The prototype is ($), so a single scalar argument is taken.

$err = last_error()

Return the most recent error object produced by clean_eval or clean_string_eval anywhere in the program, or undef if no error has been recorded yet. Useful for code paths that discarded the return value or want to inspect a previous failure after the fact.

Caveat: last_error is a global slot and is subject to the same class of bug that makes raw $@ fragile. If a DESTROY method (or anything else running during stack unwind) calls clean_eval or clean_string_eval, it will overwrite the global and the error you actually cared about will be lost. last_error is a convenience, not a guarantee - the only robust way to inspect a particular failure is to capture the return value of clean_eval/clean_string_eval directly at the call site and keep it in a lexical of your own.

ERROR OBJECT

On failure both clean_eval and clean_string_eval return a blessed hashref of class Clean::Eval. It overloads stringification and boolean context:

  • Boolean context: always false. This lets if (my $ret = clean_eval { ... }) work without ambiguity even when the block legitimately returns a false value.

  • String context: the trapped error (the value $@ had inside the eval).

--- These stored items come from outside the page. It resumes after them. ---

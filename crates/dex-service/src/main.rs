//! Main entry point for the DEX executor.
//!
//! Loads the configuration, builds one executor per configured wallet and
//! runs the requested command for all of them concurrently. Wallets without
//! a proxy share one HTTP connection pool; a proxied wallet gets its own.

use clap::{Parser, Subcommand};
use dex_account::implementations::local::create_account;
use dex_account::AccountService;
use dex_config::{Config, PlanStep};
use dex_core::{OperationOutcome, WalletExecutor};
use dex_delivery::implementations::evm::alloy::{build_http_client, AlloyChainClient};
use dex_delivery::ChainClient;
use dex_types::format_token_amount;
use futures::future::join_all;
use std::path::PathBuf;
use std::sync::Arc;

/// Command-line arguments for the executor.
#[derive(Parser, Debug)]
#[command(author, version, about, long_about = None)]
struct Args {
	/// Path to configuration file
	#[arg(short, long, default_value = "config/xrpl-testnet.toml", env = "DEX_CONFIG")]
	config: PathBuf,

	/// Log level (trace, debug, info, warn, error)
	#[arg(short, long, default_value = "info")]
	log_level: String,

	/// Only act for the wallet at this index in the configuration
	#[arg(short, long)]
	wallet: Option<usize>,

	#[command(subcommand)]
	command: Command,
}

#[derive(Subcommand, Debug, PartialEq, Eq)]
enum Command {
	/// Show native and token balances of every wallet
	Balances {
		/// Also value each holding in this token
		#[arg(long)]
		value_in: Option<String>,
	},
	/// Run the configured plan for every wallet
	Run,
	/// Swap a share of one token's balance into another
	Swap {
		#[arg(long)]
		from: String,
		#[arg(long)]
		to: String,
		/// Share of the balance to swap, in basis points
		#[arg(long, default_value_t = 10_000)]
		percent_bps: u16,
	},
	/// Add liquidity to a pool
	AddLiquidity {
		#[arg(long)]
		token_a: String,
		#[arg(long)]
		token_b: String,
		/// Share of the token A balance to deposit, in basis points
		#[arg(long, default_value_t = 10_000)]
		percent_bps: u16,
		#[arg(long)]
		stable: bool,
	},
}

impl Command {
	/// The plan run by a trading command, or `None` for reports.
	fn plan(&self, config: &Config) -> Option<Vec<PlanStep>> {
		match self {
			Command::Balances { .. } => None,
			Command::Run => Some(config.plan.clone()),
			Command::Swap {
				from,
				to,
				percent_bps,
			} => Some(vec![PlanStep::Swap {
				from: from.clone(),
				to: to.clone(),
				percent_bps: *percent_bps,
			}]),
			Command::AddLiquidity {
				token_a,
				token_b,
				percent_bps,
				stable,
			} => Some(vec![PlanStep::AddLiquidity {
				token_a: token_a.clone(),
				token_b: token_b.clone(),
				percent_bps: *percent_bps,
				stable: *stable,
			}]),
		}
	}
}

#[tokio::main]
async fn main() -> Result<(), Box<dyn std::error::Error>> {
	let args = Args::parse();

	use tracing_subscriber::{fmt, EnvFilter};

	let env_filter =
		EnvFilter::try_from_default_env().unwrap_or_else(|_| EnvFilter::new(&args.log_level));
	fmt()
		.with_env_filter(env_filter)
		.with_thread_ids(true)
		.with_target(true)
		.init();

	let path = args
		.config
		.to_str()
		.ok_or("Configuration path is not valid UTF-8")?;
	let config = Config::from_file(path).await?;
	tracing::info!("Loaded configuration [{}]", config.network.name);

	let executors = build_executors(&config, args.wallet)?;
	tracing::info!("Loaded {} wallet(s)", executors.len());

	match args.command.plan(&config) {
		Some(plan) => run_plans(&executors, &plan).await,
		None => {
			let value_in = match &args.command {
				Command::Balances { value_in } => value_in.as_deref(),
				_ => None,
			};
			report_balances(&config, &executors, value_in).await;
		},
	}

	Ok(())
}

/// Builds an executor for every configured wallet, or only for `only`.
fn build_executors(
	config: &Config,
	only: Option<usize>,
) -> Result<Vec<WalletExecutor>, Box<dyn std::error::Error>> {
	let registry = Arc::new(config.token_registry()?);
	let shared: Arc<dyn ChainClient> = Arc::new(AlloyChainClient::new(
		&config.network.rpc_url,
		build_http_client(None)?,
	)?);

	let mut executors = Vec::new();
	for (index, wallet) in config.wallets.iter().enumerate() {
		if only.is_some_and(|selected| selected != index) {
			continue;
		}

		let client: Arc<dyn ChainClient> = match &wallet.proxy {
			Some(proxy) => Arc::new(AlloyChainClient::new(
				&config.network.rpc_url,
				build_http_client(Some(proxy))?,
			)?),
			None => shared.clone(),
		};
		let account = Arc::new(AccountService::new(create_account(&wallet.private_key)?));
		tracing::info!(
			wallet = index,
			address = %account.address(),
			proxied = wallet.proxy.is_some(),
			"Loaded wallet"
		);

		executors.push(WalletExecutor::new(config, registry.clone(), client, account));
	}

	if executors.is_empty() {
		return Err("No wallets selected".into());
	}
	Ok(executors)
}

async fn run_plans(executors: &[WalletExecutor], plan: &[PlanStep]) {
	let reports = join_all(executors.iter().map(|executor| executor.run_plan(plan))).await;

	for report in reports {
		let skipped = report
			.steps
			.iter()
			.filter(|step| matches!(step.result, Ok(OperationOutcome::Skipped(_))))
			.count();
		let failed = report.steps.iter().filter(|step| step.result.is_err()).count();
		tracing::info!(
			wallet = %report.address,
			confirmed = report.confirmed(),
			skipped,
			failed,
			aborted = report.aborted,
			"Plan finished"
		);
	}
}

async fn report_balances(config: &Config, executors: &[WalletExecutor], value_in: Option<&str>) {
	let reports = join_all(executors.iter().map(|executor| async move {
		let report = executor.report().await?;
		let values = match value_in {
			Some(target) => Some(executor.valuation(&report, target).await?),
			None => None,
		};
		Ok::<_, Box<dyn std::error::Error + Send + Sync>>((report, values))
	}))
	.await;

	for (executor, result) in executors.iter().zip(reports) {
		let (report, values) = match result {
			Ok(result) => result,
			Err(e) => {
				tracing::error!(wallet = %executor.address(), error = %e, "Balance report failed");
				continue;
			},
		};

		tracing::info!(
			wallet = %report.address,
			nonce = report.nonce,
			"Native: {}",
			format_token_amount(report.native, 18)
		);
		for (index, token) in config.tokens.iter().enumerate() {
			let Some(balance) = report.tokens.get(index) else {
				continue;
			};
			let value = values
				.as_ref()
				.and_then(|values| values.get(index).copied().flatten());
			tracing::info!(
				wallet = %report.address,
				token = %token.symbol,
				name = %balance.name,
				value = %value.map(|v| v.to_string()).unwrap_or_default(),
				"Balance: {}",
				format_token_amount(balance.amount, balance.decimals)
			);
		}
	}
}

#[cfg(test)]
mod tests {
	use super::*;

	const CONFIG: &str = r#"
[network]
name = "xrpl-evm-testnet"
rpc_url = "https://rpc.testnet.xrplevm.org"

[contracts]
router = "0x25734cf60ca932A57A31984240DbF32215Fd96b7"
wrapped_native = "0x81Be083099c2C65b062378E74Fa8469644347BB7"

[[tokens]]
symbol = "WXRP"
address = "0x81Be083099c2C65b062378E74Fa8469644347BB7"
decimals = 18

[[tokens]]
symbol = "RISE"
address = "0x0c28777DEebe4589e83EF2Dc7833354e6a0aFF85"
decimals = 18

[[wallets]]
private_key = "0xac0974bec39a17e36ba4a6b4d238ff944bacb478cbed5efcae784d7bf4f2ff80"

[[wallets]]
private_key = "0x59c6995e998f97a5a0044966f0945389dc9e86dae88c7a8412f4603b6b78690d"
proxy = "user:pass@127.0.0.1:8080"

[[plan]]
action = "swap"
from = "WXRP"
to = "RISE"
percent_bps = 2500
"#;

	#[test]
	fn test_args_defaults() {
		let args = Args::try_parse_from(["dex-executor", "run"]).unwrap();
		assert_eq!(args.config, PathBuf::from("config/xrpl-testnet.toml"));
		assert_eq!(args.log_level, "info");
		assert_eq!(args.wallet, None);
		assert_eq!(args.command, Command::Run);
	}

	#[test]
	fn test_swap_args() {
		let args = Args::try_parse_from([
			"dex-executor",
			"--wallet",
			"1",
			"swap",
			"--from",
			"RISE",
			"--to",
			"WXRP",
			"--percent-bps",
			"5000",
		])
		.unwrap();
		assert_eq!(args.wallet, Some(1));
		assert_eq!(
			args.command,
			Command::Swap {
				from: "RISE".to_string(),
				to: "WXRP".to_string(),
				percent_bps: 5_000,
			}
		);
	}

	#[test]
	fn test_swap_requires_tokens() {
		assert!(Args::try_parse_from(["dex-executor", "swap", "--from", "RISE"]).is_err());
	}

	#[test]
	fn test_command_plans() {
		let config: Config = CONFIG.parse().unwrap();

		assert_eq!(Command::Run.plan(&config), Some(config.plan.clone()));
		assert_eq!(Command::Balances { value_in: None }.plan(&config), None);
		assert_eq!(
			Command::AddLiquidity {
				token_a: "WXRP".to_string(),
				token_b: "RISE".to_string(),
				percent_bps: 1_000,
				stable: false,
			}
			.plan(&config),
			Some(vec![PlanStep::AddLiquidity {
				token_a: "WXRP".to_string(),
				token_b: "RISE".to_string(),
				percent_bps: 1_000,
				stable: false,
			}])
		);
	}

	#[test]
	fn test_build_executors() {
		let config: Config = CONFIG.parse().unwrap();

		let all = build_executors(&config, None).unwrap();
		assert_eq!(all.len(), 2);
		assert_eq!(
			all[0].address().to_string(),
			"0xf39Fd6e51aad88F6F4ce6aB8827279cffFb92266"
		);

		let second = build_executors(&config, Some(1)).unwrap();
		assert_eq!(second.len(), 1);
		assert_eq!(
			second[0].address().to_string(),
			"0x70997970C51812dc3A010C7d01b50e0d17dc79C8"
		);

		assert!(build_executors(&config, Some(5)).is_err());
	}
}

The object is a plain hashref with the following keys:

error

The trapped error message (string or object).

package

The package the call was made from.

file

The file the call was made from.

line

The line the call was made from.

An additional to_string method is provided that returns the error message; it is equivalent to stringifying the object.

WHY NOT JUST USE eval?

You can, but you have to be careful. The idiomatic safe pattern looks like:

my $ok = eval { ...; 1 };
if (!$ok) {
    my $err = $@;
    ...
}

This is correct but verbose, and the ; 1 trailer is easy to forget. The $@ variable is also famously fragile: destructors that run during stack unwind can call eval themselves and reset it before you read it. Localizing $@ the way Clean::Eval does avoids that class of bug entirely.

SEE ALSO

Try::Tiny, Syntax::Keyword::Try, Feature::Compat::Try.

SOURCE

The source code repository for Clean-Eval can be found at https://github.com/exodist/Clean-Eval/.

MAINTAINERS

Chad Granum <exodist@cpan.org>

AUTHORS

Chad Granum <exodist@cpan.org>

COPYRIGHT

Copyright 2026 Chad Granum <exodist7@gmail.com>.

This program is free software; you can redistribute it and/or modify it under the same terms as Perl itself.